KNOXVILLE, Tenn. (AP) — Tennessee finally has a full stable of talented running backs. That didn't quite translate into a good night of running in the Volunteers' season opener, though.
"What we have to do is turn that ability into production, and we haven't done that yet," coach Derek Dooley said. "It will come in time. We have to be patient. We act like our offensive line is the Green Bay Packers. These guys are four sophomores and a junior, and it's hard. It's hard to play up front. It takes time. It takes reps. They're going to be there, but I don't know when."

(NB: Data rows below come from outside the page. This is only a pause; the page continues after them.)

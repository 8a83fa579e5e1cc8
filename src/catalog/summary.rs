use time::{Duration, OffsetDateTime};

use super::model::{Movement, Product, ProductKind};

const EXPIRY_HORIZON: Duration = Duration::days(30);
const LATEST_MOVEMENTS: usize = 10;

/// Count and balance of the active products of one kind.
#[derive(Debug, Clone, Copy, PartialEq)]
pub struct KindShare {
    pub kind: ProductKind,
    pub count: usize,
    pub balance: f64,
}

/// Dashboard overview of the user's position.
#[derive(Debug, Clone, PartialEq)]
pub struct FinancialSummary {
    /// Sum of the balances of active products.
    pub total_balance: f64,
    pub active_products: usize,
    /// Active products expiring between now and thirty days from now.
    pub upcoming_expiries: Vec<Product>,
    /// Most recent movements first.
    pub latest_movements: Vec<Movement>,
    /// One entry per product kind, in declaration order, empty kinds included.
    pub by_kind: Vec<KindShare>,
}

#[must_use]
pub fn summarize(
    products: &[Product],
    movements: &[Movement],
    now: OffsetDateTime,
) -> FinancialSummary {
    let active: Vec<&Product> = products.iter().filter(|p| p.is_active()).collect();
    let horizon = now + EXPIRY_HORIZON;

    let upcoming_expiries = active
        .iter()
        .filter(|p| p.expires_at.is_some_and(|at| at >= now && at <= horizon))
        .map(|&p| p.clone())
        .collect();

    let mut latest_movements = movements.to_vec();
    latest_movements.sort_by(|a, b| b.date.cmp(&a.date));
    latest_movements.truncate(LATEST_MOVEMENTS);

    let by_kind = ProductKind::ALL
        .iter()
        .map(|&kind| {
            let of_kind = active.iter().filter(|p| p.kind == kind);
            KindShare {
                kind,
                count: of_kind.clone().count(),
                balance: of_kind.map(|p| p.balance).sum(),
            }
        })
        .collect();

    FinancialSummary {
        total_balance: active.iter().map(|p| p.balance).sum(),
        active_products: active.len(),
        upcoming_expiries,
        latest_movements,
        by_kind,
    }
}

#[cfg(test)]
mod tests {
    use time::macros::datetime;

    use super::*;
    use crate::catalog::model::{MovementKind, ProductStatus};
    use crate::catalog::test_support::product;
    use crate::types::ProductId;

    const NOW: OffsetDateTime = datetime!(2024-06-01 12:00 UTC);

    fn movement(id: u32, at: OffsetDateTime) -> Movement {
        Movement {
            id: id.to_string(),
            product_id: ProductId::from("p"),
            date: at,
            concept: format!("Movimiento {id}"),
            amount: 10.0,
            kind: MovementKind::Debit,
            resulting_balance: 0.0,
            reference: None,
        }
    }

    #[test]
    fn totals_count_active_products_only() {
        let mut cancelled = product("Vieja", ProductKind::Account, 999.0);
        cancelled.status = ProductStatus::Cancelled;
        let products = [
            product("Cuenta", ProductKind::Account, 1000.0),
            product("Depósito", ProductKind::Deposit, 5000.0),
            product("Tarjeta", ProductKind::Card, -250.0),
            cancelled,
        ];

        let summary = summarize(&products, &[], NOW);

        assert!((summary.total_balance - 5750.0).abs() < f64::EPSILON);
        assert_eq!(summary.active_products, 3);
        let shares: Vec<_> = summary
            .by_kind
            .iter()
            .map(|s| (s.kind, s.count))
            .collect();
        assert_eq!(
            shares,
            [
                (ProductKind::Account, 1),
                (ProductKind::Deposit, 1),
                (ProductKind::Loan, 0),
                (ProductKind::Card, 1),
            ]
        );
        assert!((summary.by_kind[0].balance - 1000.0).abs() < f64::EPSILON);
    }

    #[test]
    fn upcoming_expiries_within_thirty_days() {
        let mut soon = product("Pronto", ProductKind::Deposit, 1.0);
        soon.expires_at = Some(NOW + Duration::days(10));
        let mut edge = product("Límite", ProductKind::Deposit, 1.0);
        edge.expires_at = Some(NOW + Duration::days(30));
        let mut later = product("Tarde", ProductKind::Deposit, 1.0);
        later.expires_at = Some(NOW + Duration::days(31));
        let mut past = product("Pasado", ProductKind::Deposit, 1.0);
        past.expires_at = Some(NOW - Duration::days(1));
        let mut inactive = product("Inactivo", ProductKind::Deposit, 1.0);
        inactive.expires_at = Some(NOW + Duration::days(5));
        inactive.status = ProductStatus::Inactive;

        let summary = summarize(&[soon, edge, later, past, inactive], &[], NOW);
        let names: Vec<_> = summary
            .upcoming_expiries
            .iter()
            .map(|p| p.name.as_str())
            .collect();
        assert_eq!(names, ["Pronto", "Límite"]);
    }

    #[test]
    fn ten_latest_movements_newest_first() {
        let movements: Vec<_> = (0..15)
            .map(|i| movement(i, NOW - Duration::hours(i64::from(i))))
            .rev()
            .collect();

        let summary = summarize(&[], &movements, NOW);

        assert_eq!(summary.latest_movements.len(), 10);
        assert_eq!(summary.latest_movements[0].id, "0");
        assert_eq!(summary.latest_movements[9].id, "9");
    }
}
use time::OffsetDateTime;

use super::contract::ProductDraft;
use super::model::{Movement, NewProduct, Product};
use super::summary::{FinancialSummary, summarize};
use crate::client::{ApiClient, endpoints};
use crate::error::Error;
use crate::types::ProductId;

/// Product and movement endpoints, called through the request guard.
#[derive(Debug, Clone)]
pub struct ProductsApi {
    api: ApiClient,
}

impl ProductsApi {
    #[must_use]
    pub fn new(api: ApiClient) -> Self {
        Self { api }
    }

    /// Every product of the user, most recently contracted first.
    ///
    /// # Errors
    ///
    /// Returns the request error.
    pub async fn list_products(&self) -> Result<Vec<Product>, Error> {
        let mut products: Vec<Product> = self
            .api
            .get_json("list products", endpoints::PRODUCTS, &[])
            .await?;
        products.sort_by(|a, b| b.contracted_at.cmp(&a.contracted_at));
        tracing::debug!(count = products.len(), "Products loaded");
        Ok(products)
    }

    /// # Errors
    ///
    /// Returns [`Error::Api`] with status 404 for an unknown id.
    pub async fn get_product(&self, id: &ProductId) -> Result<Product, Error> {
        self.api
            .get_json("get product", &endpoints::product(&id.0), &[])
            .await
    }

    /// Contract a new product and return it as stored by the server.
    ///
    /// # Errors
    ///
    /// Returns the request error.
    pub async fn create_product(&self, request: &NewProduct) -> Result<Product, Error> {
        let draft = ProductDraft::from_request(request, OffsetDateTime::now_utc());
        let product: Product = self
            .api
            .post_json("create product", endpoints::PRODUCTS, &draft)
            .await?;
        tracing::info!(product_id = %product.id, kind = %product.kind, "Product contracted");
        Ok(product)
    }

    /// Movements of one product, most recent first.
    ///
    /// # Errors
    ///
    /// Returns the request error.
    pub async fn list_movements(&self, product_id: &ProductId) -> Result<Vec<Movement>, Error> {
        let mut movements: Vec<Movement> = self
            .api
            .get_json(
                "list movements",
                endpoints::MOVEMENTS,
                &[("productoId", product_id.0.as_str())],
            )
            .await?;
        movements.sort_by(|a, b| b.date.cmp(&a.date));
        Ok(movements)
    }

    /// Movements of every product, in server order.
    ///
    /// # Errors
    ///
    /// Returns the request error.
    pub async fn list_all_movements(&self) -> Result<Vec<Movement>, Error> {
        self.api
            .get_json("list movements", endpoints::MOVEMENTS, &[])
            .await
    }

    /// Fetch products and movements together and summarize them.
    ///
    /// # Errors
    ///
    /// Returns the first request error.
    pub async fn summary(&self) -> Result<FinancialSummary, Error> {
        let (products, movements) =
            tokio::try_join!(self.list_products(), self.list_all_movements())?;
        Ok(summarize(&products, &movements, OffsetDateTime::now_utc()))
    }
}

#[cfg(test)]
mod tests {
    use std::sync::Arc;

    use httpmock::prelude::*;
    use serde_json::json;

    use super::*;
    use crate::catalog::model::{ProductKind, ProductStatus};
    use crate::config::ClientConfig;
    use crate::navigation::HistoryNavigator;
    use crate::session::SessionStore;
    use crate::storage::AuthStorage;

    fn products_api(server: &MockServer) -> ProductsApi {
        let config = Arc::new(ClientConfig::new(server.base_url().parse().unwrap()));
        let store = SessionStore::new(
            AuthStorage::in_memory(config.storage_keys().clone()),
            config.refresh_lead(),
        );
        let api = ApiClient::new(config, store, Arc::new(HistoryNavigator::new()));
        ProductsApi::new(api)
    }

    fn product_json(id: &str, contracted: &str) -> serde_json::Value {
        json!({
            "id": id,
            "tipo": "CUENTA",
            "nombre": format!("Cuenta {id}"),
            "numeroProducto": format!("ES79 2100 0418 00000{id} 0001"),
            "estado": "ACTIVO",
            "saldo": 100,
            "fechaContratacion": contracted,
            "moneda": "EUR"
        })
    }

    fn movement_json(id: &str, at: &str) -> serde_json::Value {
        json!({
            "id": id,
            "productoId": "1",
            "fecha": at,
            "concepto": "Compra",
            "monto": 12.5,
            "tipo": "EGRESO",
            "saldoResultante": 87.5
        })
    }

    #[tokio::test]
    async fn products_newest_first() {
        let server = MockServer::start();
        server.mock(|when, then| {
            when.method(GET).path("/productos");
            then.status(200).json_body(json!([
                product_json("1", "2023-01-01T00:00:00Z"),
                product_json("2", "2024-01-01T00:00:00Z"),
                product_json("3", "2023-06-01T00:00:00Z"),
            ]));
        });

        let products = products_api(&server).list_products().await.unwrap();
        let ids: Vec<_> = products.iter().map(|p| p.id.to_string()).collect();
        assert_eq!(ids, ["2", "3", "1"]);
    }

    #[tokio::test]
    async fn unknown_product_is_not_found() {
        let server = MockServer::start();
        server.mock(|when, then| {
            when.method(GET).path("/productos/nope");
            then.status(404).json_body(json!({}));
        });

        let err = products_api(&server)
            .get_product(&ProductId::from("nope"))
            .await
            .unwrap_err();
        assert_eq!(err.status(), Some(404));
    }

    #[tokio::test]
    async fn movements_filtered_by_product_newest_first() {
        let server = MockServer::start();
        let mock = server.mock(|when, then| {
            when.method(GET)
                .path("/movimientos")
                .query_param("productoId", "1");
            then.status(200).json_body(json!([
                movement_json("a", "2024-01-01T10:00:00Z"),
                movement_json("b", "2024-03-01T10:00:00Z"),
            ]));
        });

        let movements = products_api(&server)
            .list_movements(&ProductId::from("1"))
            .await
            .unwrap();

        mock.assert();
        assert_eq!(movements[0].id, "b");
        assert_eq!(movements[1].id, "a");
    }

    #[tokio::test]
    async fn create_posts_an_active_draft() {
        let server = MockServer::start();
        let mock = server.mock(|when, then| {
            when.method(POST)
                .path("/productos")
                .json_body_partial(r#"{ "tipo": "PRESTAMO", "estado": "ACTIVO", "saldo": 15000.0 }"#);
            then.status(201).json_body(json!({
                "id": "99",
                "tipo": "PRESTAMO",
                "nombre": "Préstamo coche",
                "numeroProducto": "PR-2024-123456",
                "estado": "ACTIVO",
                "saldo": 15000,
                "fechaContratacion": "2024-06-01T00:00:00Z",
                "fechaVencimiento": "2029-06-01T00:00:00Z",
                "tasaInteres": 6.5,
                "moneda": "EUR"
            }));
        });

        let request = NewProduct::new(ProductKind::Loan, "Préstamo coche", "EUR")
            .with_initial_balance(15_000.0)
            .with_interest_rate(6.5)
            .with_term_months(60);
        let product = products_api(&server).create_product(&request).await.unwrap();

        mock.assert();
        assert_eq!(product.id, ProductId::from("99"));
        assert_eq!(product.status, ProductStatus::Active);
    }

    #[tokio::test]
    async fn summary_combines_both_collections() {
        let server = MockServer::start();
        server.mock(|when, then| {
            when.method(GET).path("/productos");
            then.status(200).json_body(json!([
                product_json("1", "2023-01-01T00:00:00Z"),
                product_json("2", "2024-01-01T00:00:00Z"),
            ]));
        });
        server.mock(|when, then| {
            when.method(GET).path("/movimientos");
            then.status(200).json_body(json!([
                movement_json("a", "2024-01-01T10:00:00Z"),
                movement_json("b", "2024-03-01T10:00:00Z"),
            ]));
        });

        let summary = products_api(&server).summary().await.unwrap();

        assert_eq!(summary.active_products, 2);
        assert!((summary.total_balance - 200.0).abs() < f64::EPSILON);
        assert_eq!(summary.latest_movements[0].id, "b");
    }
}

Tennessee's running game stumbled through a 42-16 win against the Football Championship Subdivision's Montana last Saturday. The Vols ran the ball 46 times for 128 yards and a meager 2.8-yards per attempt average compared to 311 yards by the air on 25 passes.
It was only a small step up from a season ago, when the Vols averaged 109.2 yards rushing per game behind an offensive line stocked with true freshmen.

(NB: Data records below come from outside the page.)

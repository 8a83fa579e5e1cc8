//! Request guard: the HTTP boundary every API call goes through.

mod api;
pub mod endpoints;
mod report;

pub use api::ApiClient;
pub use report::describe;
//! Error types for loading, validating and watching configuration.
//!
//! # Design Decisions
//! - IO and parse failures abort a load immediately
//! - Validation failures are collected exhaustively into [`ValidationErrors`]
//! - Rule-level failures are a closed enum so callers can match on the kind

use std::fmt;
use std::path::PathBuf;

use crate::format::Format;
use crate::record::ValueKind;

/// Top-level error returned by the loader, validator and watcher.
#[derive(Debug, thiserror::Error)]
pub enum ConfigError {
    /// The config file could not be read.
    #[error("failed to read config file {}: {source}", .path.display())]
    Io {
        path: PathBuf,
        #[source]
        source: std::io::Error,
    },

    /// The document is malformed for its format.
    #[error("failed to parse {format} config: {source}")]
    Parse {
        format: Format,
        #[source]
        source: ParseError,
    },

    /// Caller misuse, e.g. validating a value that is not a record.
    #[error("invalid argument: {0}")]
    InvalidArgument(String),

    /// One or more fields violate their rules.
    #[error(transparent)]
    Validation(#[from] ValidationErrors),

    /// The change-notification backend refused the watch.
    #[error("failed to watch {}: {source}", .path.display())]
    Watch {
        path: PathBuf,
        #[source]
        source: notify::Error,
    },
}

impl ConfigError {
    /// The validation failures, if this is a validation error.
    pub fn validation_errors(&self) -> Option<&ValidationErrors> {
        match self {
            ConfigError::Validation(errors) => Some(errors),
            _ => None,
        }
    }
}

/// Document decoding failure, per format.
#[derive(Debug, thiserror::Error)]
pub enum ParseError {
    #[error("document is not valid UTF-8: {0}")]
    Utf8(#[from] std::str::Utf8Error),

    #[error(transparent)]
    Toml(#[from] toml::de::Error),

    #[error(transparent)]
    Json(#[from] serde_json::Error),

    #[error(transparent)]
    Yaml(#[from] serde_yaml::Error),
}

/// Why a single rule rejected a field (or could not be applied to it).
#[derive(Debug, Clone, PartialEq, thiserror::Error)]
pub enum Violation {
    #[error("field is required")]
    MissingRequiredValue,

    #[error("value {value} is below minimum {min}")]
    BelowMinimum { value: f64, min: f64 },

    #[error("value {value} is above maximum {max}")]
    AboveMaximum { value: f64, max: f64 },

    #[error("length {actual} != {expected}")]
    LengthMismatch { actual: usize, expected: usize },

    #[error("value {value:?} does not match any of the options: {options:?}")]
    NotInAllowedSet { value: String, options: Vec<String> },

    #[error("value {value:?} does not match pattern {pattern:?}")]
    PatternMismatch { value: String, pattern: String },

    #[error("{rule} rule is not supported for {kind}")]
    UnsupportedKind { rule: String, kind: ValueKind },

    #[error("unknown validation rule {name:?}")]
    UnknownRule { name: String },

    #[error("invalid {rule} parameter {param:?}: {reason}")]
    InvalidParameter {
        rule: String,
        param: String,
        reason: String,
    },

    /// Free-form failure reported by a user-registered rule.
    #[error("{0}")]
    Custom(String),
}

impl Violation {
    /// Shorthand used by rule factories.
    pub fn invalid_parameter(
        rule: impl Into<String>,
        param: impl Into<String>,
        reason: impl fmt::Display,
    ) -> Self {
        Violation::InvalidParameter {
            rule: rule.into(),
            param: param.into(),
            reason: reason.to_string(),
        }
    }

    pub fn unsupported(rule: impl Into<String>, kind: ValueKind) -> Self {
        Violation::UnsupportedKind {
            rule: rule.into(),
            kind,
        }
    }
}

/// A rule failure attached to the field it was raised on.
#[derive(Debug, Clone, PartialEq, thiserror::Error)]
#[error("validation failed on {field:?}: {violation}")]
pub struct ValidationError {
    /// Dotted path of the field, e.g. `server.port` or `backends[0].name`.
    pub field: String,
    pub violation: Violation,
}

impl ValidationError {
    pub fn new(field: impl Into<String>, violation: Violation) -> Self {
        Self {
            field: field.into(),
            violation,
        }
    }

    pub fn message(&self) -> String {
        self.violation.to_string()
    }
}

/// Every failure found in one validation pass, in traversal order.
///
/// Never empty: a pass without failures yields `Ok(())` instead.
#[derive(Debug, Clone, PartialEq)]
pub struct ValidationErrors(Vec<ValidationError>);

impl ValidationErrors {
    /// Wrap a list of failures, or `None` if there are none.
    pub fn from_vec(errors: Vec<ValidationError>) -> Option<Self> {
        if errors.is_empty() {
            None
        } else {
            Some(Self(errors))
        }
    }

    pub fn len(&self) -> usize {
        self.0.len()
    }

    pub fn is_empty(&self) -> bool {
        self.0.is_empty()
    }

    pub fn iter(&self) -> std::slice::Iter<'_, ValidationError> {
        self.0.iter()
    }

    /// Failures raised on exactly this field path.
    pub fn for_field<'a>(&'a self, field: &'a str) -> impl Iterator<Item = &'a ValidationError> {
        self.0.iter().filter(move |e| e.field == field)
    }

    pub fn into_vec(self) -> Vec<ValidationError> {
        self.0
    }
}

impl fmt::Display for ValidationErrors {
    fn fmt(&self, f: &mut fmt::Formatter<'_>) -> fmt::Result {
        for (i, err) in self.0.iter().enumerate() {
            if i > 0 {
                f.write_str("; ")?;
            }
            write!(f, "{}", err)?;
        }
        Ok(())
    }
}

impl std::error::Error for ValidationErrors {}

impl IntoIterator for ValidationErrors {
    type Item = ValidationError;
    type IntoIter = std::vec::IntoIter<ValidationError>;

    fn into_iter(self) -> Self::IntoIter {
        self.0.into_iter()
    }
}

impl<'a> IntoIterator for &'a ValidationErrors {
    type Item = &'a ValidationError;
    type IntoIter = std::slice::Iter<'a, ValidationError>;

    fn into_iter(self) -> Self::IntoIter {
        self.0.iter()
    }
}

Senior tailback Tauren Poole had a decent outing against the Grizzlies with 98 yards and a touchdown on 24 touches, a 4.1-yards-per-carry average, but Dooley didn't get the explosive plays on the ground that he hoped to see. Freshman Marlin Lane had 35 yards and a touchdown, and sophomore Rajion Neal and freshman Tom Smith combined for 13 yards playing with the second-string offense late in the game.

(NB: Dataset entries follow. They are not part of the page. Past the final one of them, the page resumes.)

impl<'a> FieldValue<'a> {
    pub fn kind(&self) -> ValueKind {
        match self {
            FieldValue::Bool(_) => ValueKind::Bool,
            FieldValue::Int(_) => ValueKind::Int,
            FieldValue::Uint(_) => ValueKind::Uint,
            FieldValue::Float(_) => ValueKind::Float,
            FieldValue::Char(_) => ValueKind::Char,
            FieldValue::Text(_) => ValueKind::Text,
            FieldValue::Sequence(_) => ValueKind::Sequence,
            FieldValue::Mapping(_) => ValueKind::Mapping,
            FieldValue::Optional(_) => ValueKind::Optional,
            FieldValue::Record(_) => ValueKind::Record,
            FieldValue::Reference(_) => ValueKind::Reference,
            FieldValue::Opaque(_) => ValueKind::Opaque,
        }
    }

    /// Peel `Option` layers. `None` when the value is absent.
    pub fn present(&self) -> Option<&FieldValue<'a>> {
        match self {
            FieldValue::Optional(None) => None,
            FieldValue::Optional(Some(inner)) => inner.present(),
            other => Some(other),
        }
    }

    /// Numeric value widened to `f64`, if this is a number.
    pub fn as_f64(&self) -> Option<f64> {
        match *self {
            FieldValue::Int(v) => Some(v as f64),
            FieldValue::Uint(v) => Some(v as f64),
            FieldValue::Float(v) => Some(v),
            _ => None,
        }
    }

    pub fn as_str(&self) -> Option<&'a str> {
        match *self {
            FieldValue::Text(s) => Some(s),
            _ => None,
        }
    }

    /// Element, entry or character count.
    pub fn len(&self) -> Option<usize> {
        match self {
            FieldValue::Text(s) => Some(s.chars().count()),
            FieldValue::Sequence(seq) => Some(seq.len()),
            FieldValue::Mapping(map) => Some(map.len()),
            _ => None,
        }
    }

    /// Whether this is the zero value of its kind.
    ///
    /// References are never zero; opaque values are treated as set. A record
    /// is zero when every field is.
    pub fn is_zero(&self) -> bool {
        match self {
            FieldValue::Bool(v) => !*v,
            FieldValue::Int(v) => *v == 0,
            FieldValue::Uint(v) => *v == 0,
            FieldValue::Float(v) => *v == 0.0,
            FieldValue::Char(c) => *c == '\0',
            FieldValue::Text(s) => s.is_empty(),
            FieldValue::Sequence(seq) => seq.is_empty(),
            FieldValue::Mapping(map) => map.is_empty(),
            FieldValue::Optional(inner) => inner.is_none(),
            FieldValue::Record(record) => record.fields().iter().all(|f| f.value.is_zero()),
            FieldValue::Reference(_) => false,
            FieldValue::Opaque(_) => false,
        }
    }
}

impl fmt::Debug for FieldValue<'_> {
    fn fmt(&self, f: &mut fmt::Formatter<'_>) -> fmt::Result {
        match self {
            FieldValue::Bool(v) => write!(f, "Bool({v})"),
            FieldValue::Int(v) => write!(f, "Int({v})"),
            FieldValue::Uint(v) => write!(f, "Uint({v})"),
            FieldValue::Float(v) => write!(f, "Float({v})"),
            FieldValue::Char(v) => write!(f, "Char({v:?})"),
            FieldValue::Text(v) => write!(f, "Text({v:?})"),
            FieldValue::Sequence(seq) => write!(f, "Sequence(len={})", seq.len()),
            FieldValue::Mapping(map) => write!(f, "Mapping(len={})", map.len()),
            FieldValue::Optional(None) => f.write_str("Optional(None)"),
            FieldValue::Optional(Some(inner)) => write!(f, "Optional({inner:?})"),
            FieldValue::Record(record) => write!(f, "Record({})", record.record_name()),
            FieldValue::Reference(r) => write!(f, "Reference({:#x})", r.identity()),
            FieldValue::Opaque(ty) => write!(f, "Opaque({ty})"),
        }
    }
}

/// A shared pointer to a record, identified by its allocation address.
#[derive(Clone, Copy)]
pub struct Reference<'a> {
    identity: usize,
    target: &'a dyn Referent,
}

impl<'a> Reference<'a> {
    pub fn new(identity: usize, target: &'a dyn Referent) -> Self {
        Self { identity, target }
    }

    pub fn identity(&self) -> usize {
        self.identity
    }

    pub fn target(&self) -> &'a dyn Referent {
        self.target
    }
}

/// Length and items of a sequence-like field.
pub trait SequenceView {
    fn len(&self) -> usize;

    fn is_empty(&self) -> bool {
        self.len() == 0
    }

    fn for_each_item(&self, visit: &mut dyn FnMut(usize, &dyn Inspect));
}

/// Length and entries of a map-like field. Entries are visited in key order.
pub trait MappingView {
    fn len(&self) -> usize;

    fn is_empty(&self) -> bool {
        self.len() == 0
    }

    fn for_each_entry(&self, visit: &mut dyn FnMut(&str, &dyn Inspect));
}

// ---------------------------------------------------------------------------
// Scalars
// ---------------------------------------------------------------------------

impl Inspect for bool {
    fn inspect(&self) -> FieldValue<'_> {
        FieldValue::Bool(*self)
    }
}

macro_rules! inspect_signed {
    ($($ty:ty),*) => {$(
        impl Inspect for $ty {
            fn inspect(&self) -> FieldValue<'_> {
                FieldValue::Int(*self as i64)
            }
        }
    )*};
}

macro_rules! inspect_unsigned {
    ($($ty:ty),*) => {$(
        impl Inspect for $ty {
            fn inspect(&self) -> FieldValue<'_> {
                FieldValue::Uint(*self as u64)
            }
        }
    )*};
}

inspect_signed!(i8, i16, i32, i64, isize);
inspect_unsigned!(u8, u16, u32, u64, usize);

/// Values outside the `i64` range fall back to a float view.
impl Inspect for i128 {
    fn inspect(&self) -> FieldValue<'_> {
        match i64::try_from(*self) {
            Ok(v) => FieldValue::Int(v),
            Err(_) => FieldValue::Float(*self as f64),
        }
    }
}

impl Inspect for u128 {
    fn inspect(&self) -> FieldValue<'_> {
        match u64::try_from(*self) {
            Ok(v) => FieldValue::Uint(v),
            Err(_) => FieldValue::Float(*self as f64),
        }
    }
}

impl Inspect for f32 {
    fn inspect(&self) -> FieldValue<'_> {
        FieldValue::Float(f64::from(*self))
    }
}

impl Inspect for f64 {
    fn inspect(&self) -> FieldValue<'_> {
        FieldValue::Float(*self)
    }
}

impl Inspect for char {
    fn inspect(&self) -> FieldValue<'_> {
        FieldValue::Char(*self)
    }
}

impl Inspect for String {
    fn inspect(&self) -> FieldValue<'_> {
        FieldValue::Text(self)
    }
}

impl Inspect for Box<str> {
    fn inspect(&self) -> FieldValue<'_> {
        FieldValue::Text(self)
    }
}

impl Inspect for Arc<str> {
    fn inspect(&self) -> FieldValue<'_> {
        FieldValue::Text(self)
    }
}

impl Inspect for Rc<str> {
    fn inspect(&self) -> FieldValue<'_> {
        FieldValue::Text(self)
    }
}

impl Inspect for Cow<'_, str> {
    fn inspect(&self) -> FieldValue<'_> {
        FieldValue::Text(self)
    }
}

/// Seconds, so `min=0.5` reads as half a second.
impl Inspect for Duration {
    fn inspect(&self) -> FieldValue<'_> {
        FieldValue::Float(self.as_secs_f64())
    }
}

macro_rules! inspect_opaque {
    ($($ty:ty => $desc:literal),* $(,)?) => {$(
        impl Inspect for $ty {
            fn inspect(&self) -> FieldValue<'_> {
                FieldValue::Opaque($desc)
            }
        }
    )*};
}

inspect_opaque! {
    IpAddr => "IP address",
    Ipv4Addr => "IPv4 address",
    Ipv6Addr => "IPv6 address",
    SocketAddr => "socket address",
}

impl Inspect for PathBuf {
    fn inspect(&self) -> FieldValue<'_> {
        match self.to_str() {
            Some(s) => FieldValue::Text(s),
            None => FieldValue::Opaque("non-UTF-8 path"),
        }
    }
}

// ---------------------------------------------------------------------------
// Wrappers
// ---------------------------------------------------------------------------

impl<T: Inspect> Inspect for Option<T> {
    fn inspect(&self) -> FieldValue<'_> {
        FieldValue::Optional(self.as_ref().map(|v| Box::new(v.inspect())))
    }
}

/// Boxed values are owned, so they behave like the value itself.
impl<T: Inspect> Inspect for Box<T> {
    fn inspect(&self) -> FieldValue<'_> {
        (**self).inspect()
    }
}

impl<T: Referent> Inspect for Arc<T> {
    fn inspect(&self) -> FieldValue<'_> {
        let identity = Arc::as_ptr(self) as *const () as usize;
        FieldValue::Reference(Reference::new(identity, &**self))
    }
}

impl<T: Referent> Inspect for Rc<T> {
    fn inspect(&self) -> FieldValue<'_> {
        let identity = Rc::as_ptr(self) as *const () as usize;
        FieldValue::Reference(Reference::new(identity, &**self))
    }
}

impl<T: Record> Referent for Mutex<T> {
    fn with_record(&self, visit: &mut dyn FnMut(&dyn Record)) {
        let guard = self.lock().unwrap_or_else(PoisonError::into_inner);
        visit(&*guard)
    }
}

impl<T: Record> Referent for RwLock<T> {
    fn with_record(&self, visit: &mut dyn FnMut(&dyn Record)) {
        let guard = self.read().unwrap_or_else(PoisonError::into_inner);
        visit(&*guard)
    }
}

impl<T: Record> Referent for RefCell<T> {
    fn with_record(&self, visit: &mut dyn FnMut(&dyn Record)) {
        match self.try_borrow() {
            Ok(record) => visit(&*record),
            Err(_) => tracing::warn!(
                record = std::any::type_name::<T>(),
                "Skipping record that is mutably borrowed during validation"
            ),
        }
    }
}

// ---------------------------------------------------------------------------
// Collections
// ---------------------------------------------------------------------------

impl<T: Inspect> SequenceView for [T] {
    fn len(&self) -> usize {
        <[T]>::len(self)
    }

    fn for_each_item(&self, visit: &mut dyn FnMut(usize, &dyn Inspect)) {
        for (i, item) in self.iter().enumerate() {
            visit(i, item);
        }
    }
}

impl<T: Inspect> SequenceView for Vec<T> {
    fn len(&self) -> usize {
        Vec::len(self)
    }

    fn for_each_item(&self, visit: &mut dyn FnMut(usize, &dyn Inspect)) {
        self.as_slice().for_each_item(visit)
    }
}

impl<T: Inspect, const N: usize> SequenceView for [T; N] {
    fn len(&self) -> usize {
        N
    }

    fn for_each_item(&self, visit: &mut dyn FnMut(usize, &dyn Inspect)) {
        self.as_slice().for_each_item(visit)
    }
}

impl<T: Inspect> SequenceView for VecDeque<T> {
    fn len(&self) -> usize {
        VecDeque::len(self)
    }

    fn for_each_item(&self, visit: &mut dyn FnMut(usize, &dyn Inspect)) {
        for (i, item) in self.iter().enumerate() {
            visit(i, item);
        }
    }
}

impl<T: Inspect> SequenceView for BTreeSet<T> {
    fn len(&self) -> usize {
        BTreeSet::len(self)
    }

    fn for_each_item(&self, visit: &mut dyn FnMut(usize, &dyn Inspect)) {
        for (i, item) in self.iter().enumerate() {
            visit(i, item);
        }
    }
}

"They whipped us at the line of scrimmage the whole game," Dooley said. "They are a veteran team with some big, physical guys, and we did not run (the ball) the way it needed to be run."
Poole and Lane combined for three of Tennessee's six fumbles, all of which were recovered by the Vols. Poole also couldn't get out of the end zone when the Vols were lined up on their own 1-yard line and was dropped for a safety that cut Tennessee's lead to 28-9 in the third quarter.
Dooley and offensive coordinator Jim Chaney agree that the problems on the ground aren't because of lack of ability but rather inconsistent play and mental errors across the entire offense.
"Occasionally we would get a good push and maybe miss a read," Chaney said. "We'd get a good push and a good read and we'd mess up the perimeter blocking. I was thinking on Sunday I'd be able to come in here and yell at one segment of the offense. I was really disappointed. There wasn't one of them that did very good in the running game. The running backs, the o-line, tight ends, wideouts — it was a unanimous decision that everybody on any given play were making too many mistakes."
Junior tight end Mychal Rivera said it's just a matter of a little more effort on the part of him and his teammates.
"I feel we need to improve on our physicality up front," Rivera said. "The o-linemen and myself, tight ends, fullbacks, everybody needs to fire out and finish their blocks. That was one thing that we saw when we were evaluating film. The last two seconds of the play, if we strained just a little harder, I feel Tauren and Marlin and those guys could gain a few more yards."
On Saturday, the Vols host Cincinnati (1-0), a team that routed Austin Peay 72-10 in its season opener. The Bearcats defense was the least experienced among BCS teams a season ago, but the entire lineup has returned for the 2011 season.
Cincinnati coach Butch Jones knows the level of competition the Vols offer will be a step up from last week, even with an offense that's not fully developed.
"The speed of the game changes," Jones said. "The opponent changes, the level of competition. The speed level, everything now goes to the next level."